General Submission : Instance definition. 3.2.4

From the Power Working Group,
Section 3.2.4 - Instance

One of the fundamental issues RV-C had to address is the plethora of devices in an RV that have multiple installations. An RV may have seven or more awnings, four climate control zones, two or more inverters, and dozens of lights, keypads, and the ilk. This factor had to be addressed in a simple, direct manner. The means the committee devised is called "Instancing".

Devices in RV-C are defined as either single-instance or multiple-instance. There are very few of the former items - generator, GPS and chassis being examples. Data packets for these devices have no special provisions for identifying the source or target of the packet. But data packets involving multiple-instance devices always have as the first data byte the "Instance" for the source or target device. The Instance is a tag that identifies which specific physical device of a particular type within the RV is referenced in the DGN. For example, Awning Instance 1 refers to the main patio awning, whereas Awning Instance 2 refers to a different awning on the same RV.

Instances are always in reference to a device type, so instance numbers can be duplicated across devices. There may be an Awning Instance 1, a Thermostat Instance 1, and a DC Load Instance 1, all coexisting on the network. Every instanced DGN is specific to a particular device type, and are organized accordingly in the RV-C protocol document.

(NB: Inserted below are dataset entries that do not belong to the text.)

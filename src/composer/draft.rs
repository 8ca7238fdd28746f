use chrono::{Days, NaiveDate};
use rust_decimal::Decimal;
use serde::Serialize;
use uuid::Uuid;

use crate::{
    dto::orders::{OrderItemPayload, OrderPayload, OrderWithItems},
    models::{self, OrderStatus, Product},
};

/// One product line of a draft.
///
/// `product_name` and `product_category` are display copies taken from the
/// catalog when the line was added; they never reach the payload.
#[derive(Debug, Clone, PartialEq, Serialize)]
pub struct OrderLineItem {
    pub product_id: Uuid,
    pub product_name: String,
    pub product_category: String,
    pub quantity: i32,
    pub unit_price: Decimal,
}

impl OrderLineItem {
    pub(super) fn from_product(product: &Product, quantity: i32) -> Self {
        Self {
            product_id: product.id,
            product_name: product.name.clone(),
            product_category: product.category_display.clone(),
            quantity,
            unit_price: product.price_per_unit,
        }
    }

    pub fn subtotal(&self) -> Decimal {
        Decimal::from(self.quantity) * self.unit_price
    }
}

/// The in-memory order being created or edited.
#[derive(Debug, Clone, PartialEq, Serialize)]
pub struct OrderDraft {
    pub customer_name: String,
    pub customer_phone: String,
    pub customer_address: String,
    pub event_date: NaiveDate,
    pub delivery_date: NaiveDate,
    pub return_date: NaiveDate,
    pub status: OrderStatus,
    pub observations: String,
    pub(super) items: Vec<OrderLineItem>,
}

impl OrderDraft {
    /// Empty pending draft: event and delivery today, return the day after.
    pub fn fresh(today: NaiveDate) -> Self {
        Self {
            customer_name: String::new(),
            customer_phone: String::new(),
            customer_address: String::new(),
            event_date: today,
            delivery_date: today,
            return_date: today.checked_add_days(Days::new(1)).unwrap_or(today),
            status: OrderStatus::Pending,
            observations: String::new(),
            items: Vec::new(),
        }
    }

    /// Rebuilds a draft from a fetched order, prices and labels as fetched.
    pub fn from_order(order: &OrderWithItems) -> Self {
        let header = &order.order;
        Self {
            customer_name: header.customer_name.clone(),
            customer_phone: header.customer_phone.clone(),
            customer_address: header.customer_address.clone(),
            event_date: header.event_date,
            delivery_date: header.delivery_date,
            return_date: header.return_date,
            status: header.status,
            observations: header.observations.clone(),
            items: order
                .items
                .iter()
                .map(|item| OrderLineItem {
                    product_id: item.product_id,
                    product_name: item.product_name.clone(),
                    product_category: item.product_category.clone(),
                    quantity: item.quantity,
                    unit_price: item.unit_price,
                })
                .collect(),
        }
    }

    pub fn items(&self) -> &[OrderLineItem] {
        &self.items
    }

    pub fn is_locked(&self) -> bool {
        self.status.is_cancelled()
    }

    pub fn total(&self) -> Decimal {
        models::order_total(self.items.iter().map(|item| (item.quantity, item.unit_price)))
    }

    /// Units across every line, as shown next to the total.
    pub fn units(&self) -> i64 {
        models::items_count(self.items.iter().map(|item| item.quantity))
    }

    pub(super) fn position_of(&self, product_id: Uuid) -> Option<usize> {
        self.items.iter().position(|item| item.product_id == product_id)
    }

    pub(super) fn to_payload(&self, include_status: bool) -> OrderPayload {
        OrderPayload {
            customer_name: self.customer_name.clone(),
            customer_phone: self.customer_phone.clone(),
            customer_address: self.customer_address.clone(),
            event_date: self.event_date,
            delivery_date: self.delivery_date,
            return_date: self.return_date,
            status: include_status.then_some(self.status),
            observations: self.observations.clone(),
            items: self
                .items
                .iter()
                .map(|item| OrderItemPayload {
                    product_id: item.product_id,
                    quantity: item.quantity,
                    unit_price: Some(item.unit_price),
                })
                .collect(),
        }
    }
}
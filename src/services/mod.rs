pub mod auth_service;
pub mod document_service;
pub mod order_service;
pub mod product_service;
pub mod report_service;
use argon2::{
    Argon2, PasswordHasher,
    password_hash::{PasswordHash, PasswordVerifier, SaltString},
};
use chrono::{Duration, Utc};
use jsonwebtoken::{EncodingKey, Header, encode};
use password_hash::rand_core::OsRng;
use sea_orm::{ColumnTrait, EntityTrait, QueryFilter};

use crate::dto::auth::{Claims, CurrentUser, LoginRequest, LoginResponse};
use crate::{
    audit::{self, AuditAction},
    entity::users::{Column as UserCol, Entity as Users, Model as UserModel},
    error::{AppError, AppResult},
    middleware::auth::AuthUser,
    models::User,
    response::{ApiResponse, Meta},
    state::AppState,
};

const TOKEN_TTL_HOURS: i64 = 24;

pub async fn login_user(
    state: &AppState,
    payload: LoginRequest,
) -> AppResult<ApiResponse<LoginResponse>> {
    let LoginRequest { email, password } = payload;
    let email = email.trim().to_lowercase();
    if email.is_empty() || password.is_empty() {
        return Err(AppError::bad_request("Email and password are required"));
    }

    let user = Users::find()
        .filter(UserCol::Email.eq(email.as_str()))
        .one(&state.orm)
        .await?
        .ok_or_else(|| AppError::bad_request("Invalid email or password"))?;

    if !verify_password(&password, &user.password_hash)? {
        tracing::info!(email = %email, "rejected login");
        return Err(AppError::bad_request("Invalid email or password"));
    }

    let token = issue_token(&user, &state.jwt_secret)?;

    audit::record(
        &state.pool,
        Some(user.id),
        AuditAction::UserLogin,
        serde_json::json!({ "user_id": user.id }),
    )
    .await;

    let resp = LoginResponse {
        token,
        token_type: "Bearer".to_string(),
        user: user_from_entity(user),
    };
    Ok(ApiResponse::success("Logged in", resp, Some(Meta::empty())))
}

pub async fn current_user(
    state: &AppState,
    auth: &AuthUser,
) -> AppResult<ApiResponse<CurrentUser>> {
    let user = Users::find_by_id(auth.user_id)
        .one(&state.orm)
        .await?
        .ok_or_else(|| AppError::Unauthorized("User no longer exists".into()))?;
    Ok(ApiResponse::success(
        "Current user",
        CurrentUser {
            user: user_from_entity(user),
        },
        None,
    ))
}

pub fn hash_password(password: &str) -> AppResult<String> {
    let salt = SaltString::generate(&mut OsRng);
    Argon2::default()
        .hash_password(password.as_bytes(), &salt)
        .map(|hash| hash.to_string())
        .map_err(|e| AppError::Internal(anyhow::anyhow!(e.to_string())))
}

pub fn verify_password(password: &str, password_hash: &str) -> AppResult<bool> {
    let parsed_hash = PasswordHash::new(password_hash)
        .map_err(|_| AppError::Internal(anyhow::anyhow!("Invalid password hash")))?;
    Ok(Argon2::default()
        .verify_password(password.as_bytes(), &parsed_hash)
        .is_ok())
}

fn issue_token(user: &UserModel, secret: &str) -> AppResult<String> {
    let expiration = Utc::now()
        .checked_add_signed(Duration::hours(TOKEN_TTL_HOURS))
        .ok_or_else(|| AppError::Internal(anyhow::anyhow!("Failed to set expiration")))?;

    let claims = Claims {
        sub: user.id.to_string(),
        role: user.role.clone(),
        exp: expiration.timestamp() as usize,
    };

    encode(
        &Header::default(),
        &claims,
        &EncodingKey::from_secret(secret.as_bytes()),
    )
    .map_err(|e| AppError::Internal(anyhow::anyhow!(e.to_string())))
}

fn user_from_entity(model: UserModel) -> User {
    User {
        id: model.id,
        email: model.email,
        role: model.role,
        created_at: model.created_at.with_timezone(&Utc),
    }
}

#[cfg(test)]
mod tests {
    use uuid::Uuid;

    use super::*;
    use crate::middleware::auth::decode_token;

    #[test]
    fn password_hash_round_trips() {
        let hash = hash_password("s3cret").unwrap();
        assert!(verify_password("s3cret", &hash).unwrap());
        assert!(!verify_password("wrong", &hash).unwrap());
    }

    #[test]
    fn issued_token_decodes_with_the_same_secret() {
        let user = UserModel {
            id: Uuid::new_v4(),
            email: "staff@example.com".into(),
            password_hash: String::new(),
            role: "staff".into(),
            created_at: Utc::now().into(),
        };
        let token = issue_token(&user, "test-secret").unwrap();

        let claims = decode_token(&token, "test-secret").unwrap();
        assert_eq!(claims.sub, user.id.to_string());
        assert_eq!(claims.role, "staff");
        assert!(decode_token(&token, "other-secret").is_err());
    }
}
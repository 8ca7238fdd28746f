use axum::{
    Json, Router,
    extract::State,
    routing::{get, post},
};

use crate::{
    dto::auth::{CurrentUser, LoginRequest, LoginResponse},
    error::AppResult,
    middleware::auth::AuthUser,
    response::{ApiResponse, Meta},
    services::auth_service::{current_user, login_user},
    state::AppState,
};

pub fn router() -> Router<AppState> {
    Router::new()
        .route("/login", post(login))
        .route("/logout", post(logout))
        .route("/me", get(me))
}

#[utoipa::path(
    post,
    path = "/api/auth/login",
    request_body = LoginRequest,
    responses(
        (status = 200, description = "Login user", body = ApiResponse<LoginResponse>),
        (status = 400, description = "Invalid credentials")
    ),
    tag = "Auth"
)]
pub async fn login(
    State(state): State<AppState>,
    Json(payload): Json<LoginRequest>,
) -> AppResult<Json<ApiResponse<LoginResponse>>> {
    let resp = login_user(&state, payload).await?;
    Ok(Json(resp))
}

// Tokens are stateless; the client drops its session.
#[utoipa::path(
    post,
    path = "/api/auth/logout",
    responses(
        (status = 200, description = "Logged out")
    ),
    security(("bearer_auth" = [])),
    tag = "Auth"
)]
pub async fn logout(user: AuthUser) -> Json<ApiResponse<serde_json::Value>> {
    tracing::info!(user_id = %user.user_id, "logout");
    Json(ApiResponse::success(
        "Logged out",
        serde_json::json!({}),
        Some(Meta::empty()),
    ))
}

#[utoipa::path(
    get,
    path = "/api/auth/me",
    responses(
        (status = 200, description = "Current user", body = ApiResponse<CurrentUser>),
        (status = 401, description = "Unauthorized")
    ),
    security(("bearer_auth" = [])),
    tag = "Auth"
)]
pub async fn me(
    State(state): State<AppState>,
    user: AuthUser,
) -> AppResult<Json<ApiResponse<CurrentUser>>> {
    let resp = current_user(&state, &user).await?;
    Ok(Json(resp))
}
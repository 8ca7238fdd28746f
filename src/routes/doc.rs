use utoipa::{
    Modify, OpenApi,
    openapi::{
        self,
        OpenApi as OpenApiSpec,
        security::{HttpAuthScheme, HttpBuilder, SecurityScheme},
    },
};
use utoipa_scalar::{Scalar, Servable};

use crate::{
    dto::{
        auth::{CurrentUser, LoginRequest, LoginResponse},
        orders::{ChangeStatusRequest, OrderItemPayload, OrderList, OrderPayload, OrderSummary, OrderWithItems},
        products::{CreateProductRequest, ProductList, UpdateProductRequest},
        reports::{DashboardSummary, PeriodSummary, ReportOrder, RevenueReport},
    },
    models::{Order, OrderItem, OrderStatus, Product, ProductCategory, User},
    response::{ApiResponse, Meta},
    routes::{auth, health, orders, params, products, reports},
};

struct SecurityAddon;

impl Modify for SecurityAddon {
    fn modify(&self, openapi: &mut openapi::OpenApi) {
        let components = openapi.components.get_or_insert_with(Default::default);
        components.add_security_scheme(
            "bearer_auth",
            SecurityScheme::Http(
                HttpBuilder::new()
                    .scheme(HttpAuthScheme::Bearer)
                    .bearer_format("JWT")
                    .build(),
            ),
        );
    }
}

#[derive(OpenApi)]
#[openapi(
    paths(
        health::health_check,
        auth::login,
        auth::logout,
        auth::me,
        products::list_products,
        products::create_product,
        products::get_product,
        products::update_product,
        products::delete_product,
        orders::list_orders,
        orders::list_pending,
        orders::list_delivered,
        orders::get_order,
        orders::create_order,
        orders::update_order,
        orders::change_status,
        orders::cancel_order,
        orders::order_document,
        reports::daily,
        reports::weekly,
        reports::monthly,
        reports::custom,
        reports::summary
    ),
    components(
        schemas(
            User,
            Product,
            ProductCategory,
            Order,
            OrderItem,
            OrderStatus,
            OrderPayload,
            OrderItemPayload,
            ChangeStatusRequest,
            OrderWithItems,
            OrderSummary,
            OrderList,
            CreateProductRequest,
            UpdateProductRequest,
            ProductList,
            LoginRequest,
            LoginResponse,
            CurrentUser,
            RevenueReport,
            ReportOrder,
            PeriodSummary,
            DashboardSummary,
            params::Pagination,
            params::SortOrder,
            params::ProductSortBy,
            params::OrderSortBy,
            Meta,
            ApiResponse<Product>,
            ApiResponse<ProductList>,
            ApiResponse<OrderWithItems>,
            ApiResponse<OrderList>,
            ApiResponse<RevenueReport>,
            ApiResponse<DashboardSummary>
        )
    ),
    security(
        ("bearer_auth" = [])
    ),
    modifiers(&SecurityAddon),
    tags(
        (name = "Health", description = "Health check endpoint"),
        (name = "Products", description = "Rental inventory"),
        (name = "Orders", description = "Rental orders"),
        (name = "Reports", description = "Revenue reports"),
        (name = "Auth", description = "Staff authentication"),
    )
)]
pub struct ApiDoc;

pub fn scalar_docs() -> Scalar<OpenApiSpec> {
    Scalar::with_url("/docs", ApiDoc::openapi())
}
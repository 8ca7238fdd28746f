use chrono::NaiveDate;
use serde::{Deserialize, Serialize};
use utoipa::{IntoParams, ToSchema};

use crate::models::{OrderStatus, ProductCategory};

#[derive(Debug, Default, Clone, Copy, Serialize, Deserialize, ToSchema)]
pub struct Pagination {
    pub page: Option<i64>,
    pub per_page: Option<i64>,
}

impl Pagination {
    pub fn normalize(&self) -> (i64, i64, i64) {
        let page = self.page.unwrap_or(1).max(1);
        let per_page = self.per_page.unwrap_or(20).clamp(1, 100);
        let offset = (page - 1) * per_page;
        (page, per_page, offset)
    }
}

#[derive(Debug, Clone, Copy, Serialize, Deserialize, ToSchema)]
#[serde(rename_all = "snake_case")]
pub enum SortOrder {
    Asc,
    Desc,
}

#[derive(Debug, Clone, Copy, Serialize, Deserialize, ToSchema)]
#[serde(rename_all = "snake_case")]
pub enum ProductSortBy {
    Name,
    Price,
    Stock,
    Category,
}

// Query strings are flat: `serde(flatten)` breaks numeric parsing in serde_urlencoded.
#[derive(Debug, Default, Clone, Serialize, Deserialize, ToSchema, IntoParams)]
#[into_params(parameter_in = Query)]
pub struct ProductQuery {
    pub page: Option<i64>,
    pub per_page: Option<i64>,
    pub category: Option<ProductCategory>,
    pub is_active: Option<bool>,
    pub q: Option<String>,
    pub sort_by: Option<ProductSortBy>,
    pub sort_order: Option<SortOrder>,
}

impl ProductQuery {
    pub fn pagination(&self) -> Pagination {
        Pagination {
            page: self.page,
            per_page: self.per_page,
        }
    }
}

#[derive(Debug, Clone, Copy, Serialize, Deserialize, ToSchema)]
#[serde(rename_all = "snake_case")]
pub enum OrderSortBy {
    CreatedAt,
    EventDate,
    DeliveryDate,
    Status,
}

#[derive(Debug, Default, Clone, Serialize, Deserialize, ToSchema, IntoParams)]
#[into_params(parameter_in = Query)]
pub struct OrderListQuery {
    pub page: Option<i64>,
    pub per_page: Option<i64>,
    pub status: Option<OrderStatus>,
    /// Inclusive lower bound on the event date.
    pub start_date: Option<NaiveDate>,
    /// Inclusive upper bound on the event date.
    pub end_date: Option<NaiveDate>,
    pub q: Option<String>,
    pub sort_by: Option<OrderSortBy>,
    pub sort_order: Option<SortOrder>,
}

impl OrderListQuery {
    pub fn pagination(&self) -> Pagination {
        Pagination {
            page: self.page,
            per_page: self.per_page,
        }
    }
}

#[derive(Debug, Default, Deserialize, ToSchema, IntoParams)]
#[into_params(parameter_in = Query)]
pub struct DateQuery {
    pub date: Option<NaiveDate>,
}

#[derive(Debug, Default, Deserialize, ToSchema, IntoParams)]
#[into_params(parameter_in = Query)]
pub struct MonthQuery {
    pub year: Option<i32>,
    pub month: Option<u32>,
}

#[derive(Debug, Default, Deserialize, ToSchema, IntoParams)]
#[into_params(parameter_in = Query)]
pub struct RangeQuery {
    pub start_date: Option<String>,
    pub end_date: Option<String>,
}

#[cfg(test)]
mod tests {
    use super::*;

    #[test]
    fn pagination_clamps_page_and_size() {
        let pagination = Pagination {
            page: Some(0),
            per_page: Some(500),
        };
        assert_eq!(pagination.normalize(), (1, 100, 0));

        let pagination = Pagination {
            page: Some(3),
            per_page: None,
        };
        assert_eq!(pagination.normalize(), (3, 20, 40));
    }
}
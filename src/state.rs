use std::sync::Arc;

use crate::{
    config::BusinessInfo,
    db::{DbPool, OrmConn},
};

#[derive(Clone)]
pub struct AppState {
    pub pool: DbPool,
    pub orm: OrmConn,
    pub jwt_secret: Arc<str>,
    pub business: Arc<BusinessInfo>,
}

The Instance is completely distinct from the Source Address. The Source Address identifies the CAN node - that is, the microprocessor that is sending and receiving data. The Instance identifies the physical device - awning, inverter, tank, etc.. - being described or commanded in the message. The Instance is always a single data byte, usually with a value from 1 to 250. (Some devices have limitations on the range of values, and some devices have more complicated schemes.) In most cases the value is arbitrary, though for some devices RV-C assigns a specific meaning to certain numbers. In almost all cases, zero is not a valid Instance.

For example, for an Awning Instance 1 is defined as the Main Patio Awning. A large RV may have several smaller awnings assigned Instances 2 and higher. Any command to the patio awning would have a first data byte of 1, and any status information about that awning would also have the same first data byte. The same would be true for the other awnings, with the appropriate Instance put in the first data byte.

The Instances always refer to the physical device rather than the microprocessor that is processing the message. A single microprocessor often handles several device Instances. For example, a wall thermostat may handle several climate control zones. The microprocessor in that thermostat would send and parse messages for each climate control zone Instance independently. It is even possible (though rare) for one device Instance to be spread over multiple microprocessors. Each processor would have different Source Address, but use the same Instance.

RV-C does not specify how the Instance is assigned to a device. A general PGN is provided, but manufacturers may also use dip switches, jumpers, or even hard-coding to establish which physical device is assigned each Instance.